Torwart-Fehler im Champions-League-Finale

Verarbeiten, abhaken, weitermachen

Torwart Loris Karius hebt beide Hände entschuldigend hoch.
Liverpool-Torwart Karius © imago
Jeannine Ohlert im Gespräch mit Liane von Billerbeck · 28.05.2018
Die Fehler von Torwart Loris Karius im Champions-League-Finale werden in die Fußball-Geschichte eingehen. Schlimmer kann es wohl niemanden treffen. Die Sportpsychologin Jeannine Ohlert über Strategien, den Worst Case zu verarbeiten.
Liane von Billerbeck: Die Einsamkeit des Torhüters, die ist oft beschrieben, aber nie war sie greifbarer als am Samstagabend in Kiew. Loris Karius, der Keeper von Liverpool, lag da allein auf dem Rasen und hätte sich wohl am liebsten tief in der Erde vergraben.
Zwei Riesenfehler ausgerechnet im Champions-League-Finale.

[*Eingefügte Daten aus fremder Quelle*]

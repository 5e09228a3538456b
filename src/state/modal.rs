//! Overlay (modal) state for the UI.

use crate::state::types::Post;

/// Which input of a create/edit form currently receives typed characters.
#[derive(Debug, Clone, Copy, Default, PartialEq, Eq)]
pub enum DraftField {
    /// Single-line title input.
    #[default]
    Title,
    /// Multi-line body input.
    Body,
}

impl DraftField {
    /// The other field.
    #[must_use]
    pub const fn next(self) -> Self {
        match self {
            Self::Title => Self::Body,
            Self::Body => Self::Title,
        }
    }
}

/// Text being composed in a create or edit form.
#[derive(Debug, Clone, Default, PartialEq, Eq)]
pub struct Draft {
    /// Title text.
    pub title: String,
    /// Body text.
    pub body: String,
    /// Focused input.
    pub field: DraftField,
    /// Set while a submission for this draft awaits the server.
    pub submitting: bool,
}

impl Draft {
    /// What: Start a draft pre-filled from an existing post.
    ///
    /// Inputs:
    /// - `post`: Post being edited.
    ///
    /// Output:
    /// - Draft carrying the post's current title and body, title focused.
    #[must_use]
    pub fn from_post(post: &Post) -> Self {
        Self {
            title: post.title.clone(),
            body: post.body.clone(),
            ..Self::default()
        }
    }

    /// Mutable access to the focused field's text.
    pub const fn focused_mut(&mut self) -> &mut String {
        match self.field {
            DraftField::Title => &mut self.title,
            DraftField::Body => &mut self.body,
        }
    }
}

/// A change requested against the open draft.
#[derive(Debug, Clone, PartialEq, Eq)]
pub enum DraftEdit {
    /// Append a character to the focused field.
    Insert(char),
    /// Remove the last character of the focused field.
    Backspace,
    /// Replace the title wholesale.
    SetTitle(String),
    /// Replace the body wholesale.
    SetBody(String),
    /// Move focus to the other field.
    NextField,
}

/// The single overlay that owns user focus, if any.
///
/// At most one overlay exists at a time; opening one replaces the previous.
#[derive(Debug, Clone, Default, PartialEq, Eq)]
pub enum Overlay {
    /// Nothing open; the post list has focus.
    #[default]
    None,
    /// Read-only view of a post plus its comments.
    Detail {
        /// Post being inspected (snapshot at open time).
        post: Post,
        /// Scroll offset in lines for the comment section.
        scroll: u16,
    },
    /// Edit form for an existing post.
    Edit {
        /// Post being edited (snapshot at open time).
        post: Post,
        /// Pending replacement values.
        draft: Draft,
    },
    /// Form for a brand new post.
    Create {
        /// Values typed so far.
        draft: Draft,
    },
}

impl Overlay {
    /// Whether no overlay is open.
    #[must_use]
    pub const fn is_none(&self) -> bool {
        matches!(self, Self::None)
    }

    /// Short name used in log lines.
    #[must_use]
    pub const fn kind(&self) -> &'static str {
        match self {
            Self::None => "none",
            Self::Detail { .. } => "detail",
            Self::Edit { .. } => "edit",
            Self::Create { .. } => "create",
        }
    }

    /// The open draft, for Create and Edit overlays.
    #[must_use]
    pub const fn draft(&self) -> Option<&Draft> {
        match self {
            Self::Edit { draft, .. } | Self::Create { draft } => Some(draft),
            Self::None | Self::Detail { .. } => None,
        }
    }

    /// Mutable access to the open draft, for Create and Edit overlays.
    pub const fn draft_mut(&mut self) -> Option<&mut Draft> {
        match self {
            Self::Edit { draft, .. } | Self::Create { draft } => Some(draft),
            Self::None | Self::Detail { .. } => None,
        }
    }
}

/// Page-scroll lock held while any overlay is open.
///
/// Engaging pins the list's scroll offset so the list behind an overlay is
/// frozen; wheel and scroll keys are dropped while engaged.
#[derive(Debug, Clone, Copy, Default, PartialEq, Eq)]
pub struct ScrollLock {
    /// List offset captured when the lock was engaged.
    pinned_offset: Option<usize>,
}

impl ScrollLock {
    /// Engage the lock at the given list offset. Re-engaging keeps the first pin.
    pub fn engage(&mut self, offset: usize) {
        if self.pinned_offset.is_none() {
            tracing::debug!(offset, "scroll lock engaged");
            self.pinned_offset = Some(offset);
        }
    }

    /// Release the lock, returning the offset that was pinned.
    pub fn release(&mut self) -> Option<usize> {
        let pinned = self.pinned_offset.take();
        if pinned.is_some() {
            tracing::debug!("scroll lock released");
        }
        pinned
    }

    /// Whether scrolling is currently blocked.
    #[must_use]
    pub const fn is_engaged(&self) -> bool {
        self.pinned_offset.is_some()
    }

    /// Offset the list must render at while engaged.
    #[must_use]
    pub const fn pinned_offset(&self) -> Option<usize> {
        self.pinned_offset
    }
}

#[cfg(test)]
mod tests {
    use super::*;

    #[test]
    /// What: Draft focus toggles and edits land in the focused field.
    fn draft_focus_routes_input() {
        let mut d = Draft::default();
        d.focused_mut().push('a');
        d.field = d.field.next();
        d.focused_mut().push('b');
        assert_eq!(d.title, "a");
        assert_eq!(d.body, "b");
        assert_eq!(d.field.next(), DraftField::Title);
    }

    #[test]
    /// What: Scroll lock pins the first offset and hands it back on release.
    ///
    /// - Input: engage(4), engage(9), release(), release()
    /// - Output: pinned at 4; second release yields nothing
    fn scroll_lock_pins_first_offset() {
        let mut lock = ScrollLock::default();
        assert!(!lock.is_engaged());
        lock.engage(4);
        lock.engage(9);
        assert_eq!(lock.pinned_offset(), Some(4));
        assert_eq!(lock.release(), Some(4));
        assert!(!lock.is_engaged());
        assert_eq!(lock.release(), None);
    }

    #[test]
    fn overlay_draft_access_only_for_forms() {
        let post = Post {
            user_id: 1,
            id: 1,
            title: "t".into(),
            body: "b".into(),
        };
        assert!(
            Overlay::Detail {
                post: post.clone(),
                scroll: 0
            }
            .draft()
            .is_none()
        );
        let edit = Overlay::Edit {
            draft: Draft::from_post(&post),
            post,
        };
        assert_eq!(edit.draft().map(|d| d.title.as_str()), Some("t"));
        assert_eq!(edit.kind(), "edit");
        assert!(Overlay::None.is_none());
    }
}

Die 3:1-Niederlage gegen Real Madrid hat der deutsche Torwart in großen Teilen zu verantworten.
Die Niederlage ist das eine, doch wird der 24-Jährige diese Erfahrung je wieder aus dem Kopf bekommen, jetzt, wo er auch noch Morddrohungen erhalten hat, wo der englische Wikipedia-Artikel über ihn, den Torwart, zwischenzeitlich für tot erklärt hat. Jeannine Ohlert ist jetzt meine Gesprächspartnerin. Sie ist Sportpsychologin von der Deutschen Sporthochschule in Köln und betreut auch junge Torhüter. Schönen guten Morgen!
Jeannine Ohlert: Morgen!
von Billerbeck: Wie ist das, mit diesem Druck umgehen, wenn Sie da junge Keeper betreuen? Was würden Sie Loris Karius jetzt empfehlen?
Ohlert: Das ist natürlich erst mal der Worst Case, der passiert, für jeden Torhüter die absolute Katastrophe, und wahrscheinlich haben sämtliche Torhüter in Europa mitgelitten mit ihm.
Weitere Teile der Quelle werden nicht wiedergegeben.